Ever wondered how any smartphone you use today is susceptible to some cyber security flaw or the other, irrespective of how many security updates that are pushed to it? While a large part of it has to do with the extensive amount of resources that cyber criminals and law enforcement bodies put into finding these exploits, a new research by cryptographers at Johns Hopkins University has shed light on exactly why these exploits prevail, and how these vulnerabilities include both Android and iOS devices. The research also sheds light on how many law enforcement agencies use highly sophisticated tactics to bypass such flaws, in turn breaking the encryption of a particular device.
The research was based on finding out how Android and iOS encrypts smartphones in order to protect the data on the phones. The key focus, as it so happens, was on finding out exactly how security vulnerabilities are exploited by anyone to break into a locked smartphone and extract data out of it. To understand this, they have broken down encryption on both Android and iOS smartphones into two parts – Complete Protection, and After First Unlock (AFU). It’s important to note that both Android and iOS phones offer both the steps, but varying degrees.
As they reveal, Complete Protection essentially refers to the state of your phone right after you reboot it, or start it up after some time. At this stage, prior to you unlocking your phone for the very first time, all the data on your phone is in a stage of full encryption. This is why you may often see that if you receive a phone call from a saved contact prior to the initial unlock, you will only see their number pop up on the screen and not the name – because your phone’s RAM (or instant memory) will not have the access to your contacts at this stage. For both Android and iOS phones, this step remains the same.
The difference kicks in after this. On Android phones, right after the first unlock, even when you lock your phone using your face, fingerprint, a PIN or a pattern, the device will forever be in the AFU phase. In AFU, a large chunk of your data is pulled from the encrypted memory of your phone and stored in the non-encrypted instant memory, so that it is easy for you to access some of the data right from your lock screen without needing to unlock your phone repeatedly. This memory can be exploited by privilege escalation cyber attacks, by using flaws that are either super deep in the system, or not known yet (therefore being zero-day vulnerabilities). It is this that most law enforcement agencies use, in order to tap into data even in a locked smartphone.

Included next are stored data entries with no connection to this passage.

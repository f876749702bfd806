//! Command-line parsing for the `tsa` time-series analysis tool.
//!
//! The goal of this module is to keep **argument parsing** and **command dispatch**
//! separate from the estimation code. Arguments are mapped into plain config
//! structs in `app`.

use std::path::PathBuf;

use clap::{Args, Parser, Subcommand, ValueEnum};

use crate::domain::{ArVariant, ImagPolicy, SigmaLayoutKind, TrendRemoval};

/// Top-level CLI.
#[derive(Debug, Parser)]
#[command(name = "tsa", version, about = "Time-series analysis: MEM spectra, harmonic regression, Gaussian smoothing")]
pub struct Cli {
    #[command(subcommand)]
    pub command: Command,
}

/// CLI subcommands.
#[derive(Debug, Subcommand)]
pub enum Command {
    /// Estimate an AR model at one order and print/export its spectrum.
    Spectrum(MemArgs),
    /// Scan AR orders and pick the one with the smallest FPE.
    Orders(OrdersArgs),
    /// Re-evaluate a spectrum JSON file on a new frequency grid.
    Psd(PsdArgs),
    /// Fit polynomial + harmonic regression to one column.
    Fit(FitArgs),
    /// Gaussian-kernel smoothing, optionally after model subtraction.
    Smooth(SmoothArgs),
    /// Write a seeded synthetic series.
    Simulate(SimulateArgs),
}

/// Options shared by the MEM subcommands.
#[derive(Debug, Args, Clone)]
pub struct MemArgs {
    /// Series file: `time real [imag]` per line.
    #[arg(value_name = "FILE")]
    pub input: PathBuf,

    /// AR estimation algorithm.
    #[arg(long, value_enum, default_value_t = ArVariant::Recursive)]
    pub variant: ArVariant,

    /// Filter order (clamped to the variant's maximum).
    #[arg(short = 'm', long, default_value_t = 10)]
    pub order: usize,

    /// Remove mean or linear trend from each channel first.
    #[arg(long, value_enum, default_value_t = TrendRemoval::None)]
    pub trend: TrendRemoval,

    /// Accept a single data column with zero imaginary part.
    #[arg(long, value_enum, default_value_t = ImagPolicy::Require)]
    pub imag: ImagPolicy,

    /// Accept non-equidistant epochs (mean spacing is used as Δt).
    #[arg(long)]
    pub allow_uneven: bool,

    /// PSD grid points.
    #[arg(long, default_value_t = 512)]
    pub points: usize,

    /// Evaluate over [-Nyquist, Nyquist].
    #[arg(long)]
    pub two_sided: bool,

    /// Export the PSD curve to CSV.
    #[arg(long)]
    pub export: Option<PathBuf>,

    /// Export the AR model and PSD grid to JSON.
    #[arg(long = "export-json")]
    pub export_json: Option<PathBuf>,
}

#[derive(Debug, Args, Clone)]
pub struct OrdersArgs {
    #[command(flatten)]
    pub mem: MemArgs,

    /// Smallest order scanned.
    #[arg(long, default_value_t = 2)]
    pub min: usize,

    /// Largest order scanned (defaults to the variant's maximum).
    #[arg(long)]
    pub max: Option<usize>,
}

#[derive(Debug, Args, Clone)]
pub struct PsdArgs {
    /// Spectrum JSON produced by `tsa spectrum --export-json`.
    #[arg(value_name = "JSON")]
    pub spectrum: PathBuf,

    #[arg(long, default_value_t = 512)]
    pub points: usize,

    #[arg(long)]
    pub two_sided: bool,

    /// Export the PSD curve to CSV.
    #[arg(long)]
    pub export: Option<PathBuf>,
}

/// Regression model options (shared by `fit` and `smooth`).
#[derive(Debug, Args, Clone)]
pub struct ModelArgs {
    /// Model epoch t0: a number in the series' time unit or YYYY-MM-DD (MJD).
    /// Defaults to the first epoch.
    #[arg(long)]
    pub epoch: Option<String>,

    /// Polynomial terms (1 = offset, 2 = offset + rate, ...).
    #[arg(long, default_value_t = 2)]
    pub poly: usize,

    /// Harmonic period (repeatable or comma-separated).
    #[arg(long = "period", value_delimiter = ',')]
    pub periods: Vec<f64>,

    /// Periods whose harmonic is kept when the model is subtracted.
    #[arg(long = "keep", value_delimiter = ',')]
    pub keep: Vec<f64>,

    /// Period of an extra harmonic with polynomial amplitude envelope.
    #[arg(long)]
    pub envelope_period: Option<f64>,

    /// Highest power of the envelope polynomial.
    #[arg(long, default_value_t = 1)]
    pub envelope_order: usize,

    /// Keep the envelope term when the model is subtracted.
    #[arg(long)]
    pub keep_envelope: bool,

    /// Exclude observations with sigma above 5x the mean sigma.
    #[arg(long)]
    pub eliminate_before: bool,

    /// Exclude observations with weighted residual above 5x sigma0.
    #[arg(long)]
    pub eliminate_after: bool,
}

#[derive(Debug, Args, Clone)]
pub struct FitArgs {
    #[arg(value_name = "FILE")]
    pub input: PathBuf,

    /// Data column (0-based, after the time column).
    #[arg(short = 'c', long, default_value_t = 0)]
    pub column: usize,

    /// Column holding the sigma of `--column`.
    #[arg(short = 's', long)]
    pub sigma_column: Option<usize>,

    #[command(flatten)]
    pub model: ModelArgs,

    /// Show the N largest residuals.
    #[arg(long, default_value_t = 10)]
    pub top: usize,

    /// Export observed-minus-model residuals to CSV.
    #[arg(long)]
    pub export: Option<PathBuf>,
}

#[derive(Debug, Args, Clone)]
pub struct SmoothArgs {
    #[arg(value_name = "FILE")]
    pub input: PathBuf,

    /// Kernel full width at half maximum, in the series' time unit.
    #[arg(long)]
    pub fwhm: f64,

    #[arg(short = 'c', long, default_value_t = 0)]
    pub column: usize,

    #[arg(short = 's', long)]
    pub sigma_column: Option<usize>,

    /// Output grid step (defaults to the mean spacing).
    #[arg(long)]
    pub step: Option<f64>,

    /// Clip observations beyond 3x the column's residual RMS.
    #[arg(long)]
    pub clip: bool,

    /// Fit the model for `--column` and smooth the model-subtracted series.
    #[arg(long)]
    pub minus_model: bool,

    /// Additional columns that get the same model (sigma from `--residuals`).
    #[arg(long = "model-column", value_delimiter = ',')]
    pub model_columns: Vec<usize>,

    #[command(flatten)]
    pub model: ModelArgs,

    /// Write a residual series instead of a smoothed curve.
    #[arg(long, value_enum)]
    pub residuals: Option<SigmaLayoutKind>,

    /// Column offset for `--residuals offset`.
    #[arg(long, default_value_t = 1)]
    pub sigma_offset: usize,

    /// Export to CSV.
    #[arg(long)]
    pub export: Option<PathBuf>,
}

/// Kind of synthetic series.
#[derive(Debug, Clone, Copy, PartialEq, Eq, ValueEnum)]
pub enum SimKind {
    Ar,
    Harmonic,
}

#[derive(Debug, Args, Clone)]
pub struct SimulateArgs {
    #[arg(long, value_enum, default_value_t = SimKind::Ar)]
    pub kind: SimKind,

    /// Output series file.
    #[arg(short = 'o', long)]
    pub output: PathBuf,

    #[arg(short = 'n', long, default_value_t = 1000)]
    pub samples: usize,

    /// Innovation / noise standard deviation.
    #[arg(long, default_value_t = 1.0)]
    pub sigma: f64,

    #[arg(long, default_value_t = 42)]
    pub seed: u64,

    /// AR coefficients a_1..a_M (comma-separated).
    #[arg(long = "coeff", value_delimiter = ',', allow_negative_numbers = true, default_value = "0.5")]
    pub coeffs: Vec<f64>,

    /// First epoch (number or YYYY-MM-DD) for harmonic series.
    #[arg(long, default_value = "58000")]
    pub t0: String,

    #[arg(long, default_value_t = 1.0)]
    pub dt: f64,

    #[arg(long, default_value_t = 0.0, allow_negative_numbers = true)]
    pub offset: f64,

    /// Trend per year.
    #[arg(long, default_value_t = 0.0, allow_negative_numbers = true)]
    pub rate: f64,

    /// Harmonic component `period:cos:sin` (repeatable).
    #[arg(long = "component", allow_hyphen_values = true)]
    pub components: Vec<String>,
}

In iOS, the situation is slightly better. As the researchers state, iOS devices employ something called hierarchical encryption, which stores some data in AFU but still protects some of the most sensitive information in encrypted storage, even after the first unlock. In an interview with Wired, an Apple spokesperson stated that this is a choice that the company has made by design, to find the optimal balance between the convenience of finding all info readily on lock screen, and the security of protecting everything behind safe encryption. However, the researchers note that Apple’s iOS still has room for improvement in terms of what all can they keep behind complete encryption, in turn reducing the chances of law enforcements using the AFU operational process as a backdoor of sorts.
The researchers also state that while both Apple and Google patch numerous such privilege escalation security flaws every month, iOS has a better shot at being more secure thanks to the single umbrella of Apple that it is controlled under. For Android, there are far too many OEMs, each of which have their own telecom approval and testing phase before rolling out an update – while matching it to their own customisation kernel. In other words, Android’s fragmented ecosystem of devices, despite improving majorly in the recent past in terms of frequency of updates, still has a long way to go in order to catch up with Apple.
Apple has also reasoned that one of the reasons why they afford the convenience of storing information in cached memory rather than encrypted storage is because the hacking tools that the Johns Hopkins researchers have spoken about require highly sophisticated surveillance and tracking tools, which in turn require a significant amount of resources to develop. In comparison, unless there is any specific motive at hand that would prove to be proportionately beneficial, no attacker would find creating such tools to be a financially beneficial process.
Google, however, did not offer a response yet to how they approach the data encryption on devices.